Hi there. Sorry to everyone that thinks I went off the deep end yesterday- I somewhat have, but it is all in the nature of good things happening for good reasons in my heart.
It was a terribly exhausting week, and I write this as my eyes are slowly fluttering open and closed. The car ride here, after being comically terrible, was peace. The sky did a very interesting thing before my eyes- as the sun was setting, it went from dark to light colors dancing towards the horizon, but after the sun fell, the darkness rested along the horizon and light sprung slightly up through the sky with a few stars peeking out at the top. Maybe it always does this, but I had been peeking around skyscrapers for so long I had forgotten.
When we arrived at my grandparent's small house, the sky was peace. It was a starry night that reminded me of the nights I used to spend with my fifth-grade crush playing basketball outside in the middle of February.

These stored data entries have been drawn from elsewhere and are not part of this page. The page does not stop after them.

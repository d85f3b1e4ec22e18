//! Cache storage backends: SQLite, in-memory, and no-op.

use color_eyre::{eyre::eyre, Result};
use rusqlite::{params, Connection, OptionalExtension};
use std::collections::HashMap;
use std::path::{Path, PathBuf};
use std::sync::Mutex;

use super::traits::CacheStorage;

/// SQLite-backed cache storage.
pub struct SqliteStorage {
  conn: Mutex<Connection>,
}

impl SqliteStorage {
  /// Open the cache database at the default location.
  pub fn open() -> Result<Self> {
    Self::open_at(&Self::default_path()?)
  }

  /// Open the cache database at an explicit path.
  pub fn open_at(path: &Path) -> Result<Self> {
    // Ensure parent directory exists
    if let Some(parent) = path.parent() {
      std::fs::create_dir_all(parent)
        .map_err(|e| eyre!("Failed to create cache directory: {}", e))?;
    }

    let conn = Connection::open(path)
      .map_err(|e| eyre!("Failed to open cache database at {}: {}", path.display(), e))?;

    let storage = Self {
      conn: Mutex::new(conn),
    };
    storage.run_migrations()?;

    Ok(storage)
  }

  /// Get the default database path.
  fn default_path() -> Result<PathBuf> {
    let data_dir = dirs::data_dir()
      .or_else(|| dirs::home_dir().map(|p| p.join(".local/share")))
      .ok_or_else(|| eyre!("Could not determine data directory"))?;

    Ok(data_dir.join("vitalsync").join("cache.db"))
  }

  fn run_migrations(&self) -> Result<()> {
    let conn = self
      .conn
      .lock()
      .map_err(|e| eyre!("Lock poisoned: {}", e))?;

    conn
      .execute_batch(CACHE_SCHEMA)
      .map_err(|e| eyre!("Failed to run cache migrations: {}", e))?;

    Ok(())
  }
}

/// Schema for the cache table.
const CACHE_SCHEMA: &str = r#"
CREATE TABLE IF NOT EXISTS kv_cache (
    key TEXT PRIMARY KEY,
    data BLOB NOT NULL,
    written_at TEXT NOT NULL DEFAULT (datetime('now'))
);
"#;

impl CacheStorage for SqliteStorage {
  fn read(&self, key: &str) -> Result<Option<Vec<u8>>> {
    let conn = self
      .conn
      .lock()
      .map_err(|e| eyre!("Lock poisoned: {}", e))?;

    let bytes: Option<Vec<u8>> = conn
      .query_row("SELECT data FROM kv_cache WHERE key = ?", params![key], |row| {
        row.get(0)
      })
      .optional()
      .map_err(|e| eyre!("Failed to read cache entry: {}", e))?;

    Ok(bytes)
  }

  fn write(&self, key: &str, bytes: &[u8]) -> Result<()> {
    let conn = self
      .conn
      .lock()
      .map_err(|e| eyre!("Lock poisoned: {}", e))?;

    conn
      .execute(
        "INSERT OR REPLACE INTO kv_cache (key, data, written_at) VALUES (?, ?, datetime('now'))",
        params![key, bytes],
      )
      .map_err(|e| eyre!("Failed to write cache entry: {}", e))?;

    Ok(())
  }

  fn delete(&self, key: &str) -> Result<()> {
    let conn = self
      .conn
      .lock()
      .map_err(|e| eyre!("Lock poisoned: {}", e))?;

    conn
      .execute("DELETE FROM kv_cache WHERE key = ?", params![key])
      .map_err(|e| eyre!("Failed to delete cache entry: {}", e))?;

    Ok(())
  }
}

/// In-memory storage, used in tests and as a cache for ephemeral sessions.
#[derive(Debug, Default)]
pub struct MemoryStorage {
  entries: Mutex<HashMap<String, Vec<u8>>>,
}

impl MemoryStorage {
  pub fn new() -> Self {
    Self::default()
  }
}

impl CacheStorage for MemoryStorage {
  fn read(&self, key: &str) -> Result<Option<Vec<u8>>> {
    let entries = self
      .entries
      .lock()
      .map_err(|e| eyre!("Lock poisoned: {}", e))?;
    Ok(entries.get(key).cloned())
  }

  fn write(&self, key: &str, bytes: &[u8]) -> Result<()> {
    let mut entries = self
      .entries
      .lock()
      .map_err(|e| eyre!("Lock poisoned: {}", e))?;
    entries.insert(key.to_string(), bytes.to_vec());
    Ok(())
  }

  fn delete(&self, key: &str) -> Result<()> {
    let mut entries = self
      .entries
      .lock()
      .map_err(|e| eyre!("Lock poisoned: {}", e))?;
    entries.remove(key);
    Ok(())
  }
}

/// Storage implementation that doesn't persist anything.
/// Used when caching is disabled - all operations are no-ops.
pub struct NoopStorage;

impl CacheStorage for NoopStorage {
  fn read(&self, _key: &str) -> Result<Option<Vec<u8>>> {
    Ok(None) // Always miss
  }

  fn write(&self, _key: &str, _bytes: &[u8]) -> Result<()> {
    Ok(()) // Discard
  }

  fn delete(&self, _key: &str) -> Result<()> {
    Ok(())
  }
}

#[cfg(test)]
mod tests {
  use super::*;

  #[test]
  fn test_sqlite_roundtrip() {
    let dir = tempfile::tempdir().unwrap();
    let storage = SqliteStorage::open_at(&dir.path().join("cache.db")).unwrap();

    assert!(storage.read("k").unwrap().is_none());

    storage.write("k", b"hello").unwrap();
    assert_eq!(storage.read("k").unwrap(), Some(b"hello".to_vec()));

    storage.write("k", b"replaced").unwrap();
    assert_eq!(storage.read("k").unwrap(), Some(b"replaced".to_vec()));

    storage.delete("k").unwrap();
    assert!(storage.read("k").unwrap().is_none());
  }

  #[test]
  fn test_sqlite_survives_reopen() {
    let dir = tempfile::tempdir().unwrap();
    let path = dir.path().join("cache.db");

    {
      let storage = SqliteStorage::open_at(&path).unwrap();
      storage.write("k", b"persisted").unwrap();
    }

    let storage = SqliteStorage::open_at(&path).unwrap();
    assert_eq!(storage.read("k").unwrap(), Some(b"persisted".to_vec()));
  }

  #[test]
  fn test_memory_roundtrip() {
    let storage = MemoryStorage::new();
    storage.write("k", b"v").unwrap();
    assert_eq!(storage.read("k").unwrap(), Some(b"v".to_vec()));
    storage.delete("k").unwrap();
    assert!(storage.read("k").unwrap().is_none());
  }

  #[test]
  fn test_noop_always_misses() {
    let storage = NoopStorage;
    storage.write("k", b"v").unwrap();
    assert!(storage.read("k").unwrap().is_none());
  }
}
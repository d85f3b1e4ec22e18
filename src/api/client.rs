//! HTTP implementation of the backend client.

use async_trait::async_trait;
use color_eyre::{eyre::eyre, Result};
use serde::de::DeserializeOwned;
use url::Url;

use super::backend::Backend;
use super::types::{
  CycleDetail, CycleSettings, DailySummary, DashboardSnapshot, DayLog, DigestionInsight,
  HealthState, InsightCard, InsightNarrative, InsightsSummary, MetricCard, WeekAggregate,
  WorkoutPlan,
};
use crate::config::Config;
use crate::domain::SubjectId;

/// Vitals API client over HTTPS with bearer-token auth.
#[derive(Clone)]
pub struct HttpBackend {
  base: Url,
  token: String,
  client: reqwest::Client,
}

impl HttpBackend {
  pub fn new(config: &Config) -> Result<Self> {
    let token = Config::api_token()?;

    let base = Url::parse(&config.api.url)
      .map_err(|e| eyre!("Invalid API base URL {}: {}", config.api.url, e))?;

    Ok(Self {
      base,
      token,
      client: reqwest::Client::new(),
    })
  }

  async fn get_json<T: DeserializeOwned>(&self, path: &str, subject: &SubjectId) -> Result<T> {
    let url = self
      .base
      .join(path)
      .map_err(|e| eyre!("Invalid API path {}: {}", path, e))?;

    let response = self
      .client
      .get(url)
      .bearer_auth(&self.token)
      .query(&[("subject", subject.as_str())])
      .send()
      .await
      .map_err(|e| eyre!("Request to {} failed: {}", path, e))?;

    let status = response.status();
    if !status.is_success() {
      return Err(eyre!("Request to {} failed with status {}", path, status));
    }

    response
      .json()
      .await
      .map_err(|e| eyre!("Failed to parse response from {}: {}", path, e))
  }
}

#[async_trait]
impl Backend for HttpBackend {
  async fn insights_summary(&self, subject: &SubjectId) -> Result<InsightsSummary> {
    self.get_json("/v1/insights/summary", subject).await
  }

  async fn derived_metrics(&self, subject: &SubjectId) -> Result<Vec<MetricCard>> {
    self.get_json("/v1/metrics/derived?days=30", subject).await
  }

  async fn insight_cards(&self, subject: &SubjectId) -> Result<Vec<InsightCard>> {
    self.get_json("/v1/insights/cards?days=14", subject).await
  }

  async fn weekly_summaries(&self, subject: &SubjectId) -> Result<Vec<DailySummary>> {
    self.get_json("/v1/summaries/weekly", subject).await
  }

  async fn dashboard_today(&self, subject: &SubjectId) -> Result<DashboardSnapshot> {
    self.get_json("/v1/dashboard/today", subject).await
  }

  async fn health_state(&self, subject: &SubjectId) -> Result<HealthState> {
    self.get_json("/v1/health-state", subject).await
  }

  async fn insight_narrative(&self, subject: &SubjectId) -> Result<InsightNarrative> {
    self.get_json("/v1/insights/narrative", subject).await
  }

  async fn digestion_insight(&self, subject: &SubjectId) -> Result<DigestionInsight> {
    self.get_json("/v1/insights/digestion", subject).await
  }

  async fn workout_today(&self, subject: &SubjectId) -> Result<Option<WorkoutPlan>> {
    let url = self
      .base
      .join("/v1/workout/today")
      .map_err(|e| eyre!("Invalid API path: {}", e))?;

    let response = self
      .client
      .get(url)
      .bearer_auth(&self.token)
      .query(&[("subject", subject.as_str())])
      .send()
      .await
      .map_err(|e| eyre!("Request to /v1/workout/today failed: {}", e))?;

    // Rest days come back as 404 or an empty 204.
    let status = response.status();
    if status == reqwest::StatusCode::NOT_FOUND || status == reqwest::StatusCode::NO_CONTENT {
      return Ok(None);
    }
    if !status.is_success() {
      return Err(eyre!("Request to /v1/workout/today failed with status {}", status));
    }

    let plan = response
      .json()
      .await
      .map_err(|e| eyre!("Failed to parse workout plan: {}", e))?;
    Ok(Some(plan))
  }

  async fn month_logs(&self, subject: &SubjectId, year: i32, month: u32) -> Result<Vec<DayLog>> {
    self
      .get_json(&format!("/v1/calendar/{}/{}/logs", year, month), subject)
      .await
  }

  async fn cycle_settings(&self, subject: &SubjectId) -> Result<CycleSettings> {
    self.get_json("/v1/cycle/settings", subject).await
  }

  async fn cycle_current(&self, subject: &SubjectId) -> Result<CycleDetail> {
    self.get_json("/v1/cycle/current", subject).await
  }

  async fn week_aggregate(&self, subject: &SubjectId) -> Result<WeekAggregate> {
    self.get_json("/v1/summaries/week-aggregate", subject).await
  }
}
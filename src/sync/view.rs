//! UI-ready view models produced by the domain pipelines.

use serde::{Deserialize, Serialize};

use crate::api::types::{
  CausalPattern, CycleDetail, DailySummary, DayLog, DigestionInsight, HealthState, InsightCard,
  InsightsSummary, MetricCard, WeekAggregate, WorkoutPlan,
};

/// Effective daily targets shown on the dashboard.
#[derive(Debug, Clone, Copy, PartialEq, Serialize, Deserialize)]
pub struct Targets {
  pub calories: f64,
  pub protein_g: f64,
  pub water_ml: f64,
  pub sleep_hours: f64,
  /// Whether the backend personalized these numbers for the subject.
  pub personalized: bool,
}

/// Targets used when the dashboard read fails or carries no targets.
pub const BASELINE_TARGETS: Targets = Targets {
  calories: 2000.0,
  protein_g: 120.0,
  water_ml: 2000.0,
  sleep_hours: 8.0,
  personalized: false,
};

impl Default for Targets {
  fn default() -> Self {
    BASELINE_TARGETS
  }
}

/// Where the effective targets came from.
#[derive(Debug, Clone, Copy, Default, PartialEq, Eq, Serialize, Deserialize)]
pub enum TargetSource {
  /// Hardcoded baseline, used when the dashboard read failed.
  #[default]
  Baseline,
  /// The dashboard's configured targets.
  Dashboard,
  /// Dashboard targets with workout-day overrides applied field by field.
  WorkoutOverride,
}

/// How the effective targets were derived.
#[derive(Debug, Clone, Copy, Default, PartialEq, Eq, Serialize, Deserialize)]
pub struct TargetsInfo {
  pub source: TargetSource,
  pub workout_day: bool,
}

/// Analytics view model.
///
/// Progressively filled: everything except `delta_commentary` and
/// `delta_insights` is published by the fast phase; those two are attached
/// in place when the intelligence phase settles, possibly much later.
#[derive(Debug, Clone, Default, PartialEq, Serialize, Deserialize)]
pub struct AnalyticsView {
  pub commentary: InsightsSummary,
  pub metric_cards: Vec<MetricCard>,
  pub insight_cards: Vec<InsightCard>,
  /// Rolling window of daily summaries, chronological ascending.
  pub daily_summaries: Vec<DailySummary>,
  pub targets: Targets,
  pub targets_info: TargetsInfo,
  pub health_state: HealthState,
  pub patterns: Vec<CausalPattern>,
  pub has_data: bool,
  pub delta_commentary: Option<String>,
  pub delta_insights: Option<DigestionInsight>,
}

/// Workout view model. `plan: None` renders as "no workout today" - a
/// failed read is deliberately indistinguishable from a rest day.
#[derive(Debug, Clone, Default, PartialEq, Serialize, Deserialize)]
pub struct WorkoutView {
  pub plan: Option<WorkoutPlan>,
}

impl WorkoutView {
  pub fn has_workout(&self) -> bool {
    self.plan.is_some()
  }
}

/// Calendar view model for one visible month.
#[derive(Debug, Clone, PartialEq, Serialize, Deserialize)]
pub struct CalendarView {
  pub year: i32,
  pub month: u32,
  /// Day logs, chronological ascending.
  pub days: Vec<DayLog>,
  pub cycle: Option<CycleDetail>,
  pub week: Option<WeekAggregate>,
}

impl CalendarView {
  /// The empty state for a month, also used when projection degrades.
  pub fn empty(year: i32, month: u32) -> Self {
    Self {
      year,
      month,
      days: Vec::new(),
      cycle: None,
      week: None,
    }
  }
}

I have been feeling highly sentimental lately, swimming in old memories that have been transcending their years to reach me here now. It is bizarre and not uncomfortable, but rather the opposite. I like collecting these little moments and sewing them into a kind of quilt that I bear around myself to keep away the chill of emptiness and the occasional feeling of not knowing who I am. If anyone were genuinely interested in who I am, I would just let them have this quilt to look at and they would see a story alike to the Illustrated Man, to Paul, to the middle of a "choose-your-own-adventure" book. But just the quilt isn't enough, no- if I were genuinely interested in letting them see who I am, I would want to show them. I would want to show them all of the things, and where they come from, and why I chose them. I would show them the big hill while the sun is setting, and the town I feel so drawn to, and the little house I grew up in, and Corn Day with all of its corny traditions, and that freedom I feel when zip-lining, and I would show them Orion and the story of Thunder Cake and the big tire swing. And I just hope and pray that they would want to put these things on their quilts also.